Exercise. How do the records below read from their first line through the line containing "with the proposer's"? Write those lines out exactly.

-------- Source records --------

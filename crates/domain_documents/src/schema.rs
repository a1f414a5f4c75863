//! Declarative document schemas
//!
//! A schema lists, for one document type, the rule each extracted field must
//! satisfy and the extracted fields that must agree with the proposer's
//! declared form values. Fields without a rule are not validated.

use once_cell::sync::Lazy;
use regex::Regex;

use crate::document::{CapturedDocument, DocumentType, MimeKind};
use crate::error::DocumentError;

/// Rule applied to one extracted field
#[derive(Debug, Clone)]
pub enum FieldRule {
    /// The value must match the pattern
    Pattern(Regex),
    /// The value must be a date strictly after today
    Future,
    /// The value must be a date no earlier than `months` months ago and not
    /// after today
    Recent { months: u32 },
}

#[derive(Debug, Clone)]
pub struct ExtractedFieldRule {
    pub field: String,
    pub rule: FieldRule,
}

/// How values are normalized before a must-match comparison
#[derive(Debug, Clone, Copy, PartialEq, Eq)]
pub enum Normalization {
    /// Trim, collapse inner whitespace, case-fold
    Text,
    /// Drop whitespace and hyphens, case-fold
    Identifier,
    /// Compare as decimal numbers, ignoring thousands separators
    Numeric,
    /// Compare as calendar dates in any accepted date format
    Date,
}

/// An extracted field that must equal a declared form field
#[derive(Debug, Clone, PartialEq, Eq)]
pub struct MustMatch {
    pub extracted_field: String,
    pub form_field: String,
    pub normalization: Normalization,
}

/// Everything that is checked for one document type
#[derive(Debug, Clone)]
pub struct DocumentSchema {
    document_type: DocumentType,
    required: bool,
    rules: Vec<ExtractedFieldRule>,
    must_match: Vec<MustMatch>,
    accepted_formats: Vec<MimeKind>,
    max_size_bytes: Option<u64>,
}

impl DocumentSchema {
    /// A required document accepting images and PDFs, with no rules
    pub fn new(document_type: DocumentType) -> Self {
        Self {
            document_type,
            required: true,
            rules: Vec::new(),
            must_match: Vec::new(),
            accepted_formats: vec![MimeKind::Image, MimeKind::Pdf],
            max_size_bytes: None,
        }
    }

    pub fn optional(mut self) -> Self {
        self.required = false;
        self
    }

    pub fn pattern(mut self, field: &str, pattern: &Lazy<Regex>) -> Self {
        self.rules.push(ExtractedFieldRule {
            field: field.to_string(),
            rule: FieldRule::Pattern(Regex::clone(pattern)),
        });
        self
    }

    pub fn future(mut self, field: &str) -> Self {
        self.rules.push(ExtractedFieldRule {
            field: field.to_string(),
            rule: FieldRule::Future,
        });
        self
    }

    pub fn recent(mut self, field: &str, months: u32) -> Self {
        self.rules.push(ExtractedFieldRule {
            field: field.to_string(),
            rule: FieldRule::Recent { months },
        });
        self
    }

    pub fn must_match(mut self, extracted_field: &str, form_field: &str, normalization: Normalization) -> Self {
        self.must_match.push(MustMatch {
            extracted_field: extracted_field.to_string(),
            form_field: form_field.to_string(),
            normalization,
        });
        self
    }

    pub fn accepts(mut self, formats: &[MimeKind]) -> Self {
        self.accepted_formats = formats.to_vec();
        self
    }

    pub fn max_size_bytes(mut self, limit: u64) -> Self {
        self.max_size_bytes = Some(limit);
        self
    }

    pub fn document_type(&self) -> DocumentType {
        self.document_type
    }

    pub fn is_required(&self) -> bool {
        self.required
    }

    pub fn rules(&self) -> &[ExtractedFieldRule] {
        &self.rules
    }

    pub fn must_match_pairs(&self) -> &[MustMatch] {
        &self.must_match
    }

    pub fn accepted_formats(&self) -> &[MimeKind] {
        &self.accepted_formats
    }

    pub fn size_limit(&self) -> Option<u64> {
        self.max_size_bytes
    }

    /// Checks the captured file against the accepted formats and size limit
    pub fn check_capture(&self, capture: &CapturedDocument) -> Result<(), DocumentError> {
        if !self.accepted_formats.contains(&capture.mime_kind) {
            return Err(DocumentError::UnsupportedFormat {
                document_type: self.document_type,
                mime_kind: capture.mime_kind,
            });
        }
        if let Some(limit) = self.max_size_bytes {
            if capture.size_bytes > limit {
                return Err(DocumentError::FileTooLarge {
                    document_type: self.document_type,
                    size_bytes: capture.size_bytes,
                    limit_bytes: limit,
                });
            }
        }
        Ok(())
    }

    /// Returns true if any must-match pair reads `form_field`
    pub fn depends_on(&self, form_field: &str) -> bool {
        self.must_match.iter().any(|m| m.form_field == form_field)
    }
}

--------

Answer to the exercise.
filename crates/domain_documents/src/schema.rs
repository a1f414a5f4c75863
//! Declarative document schemas
//!
//! A schema lists, for one document type, the rule each extracted field must
//! satisfy and the extracted fields that must agree with the proposer's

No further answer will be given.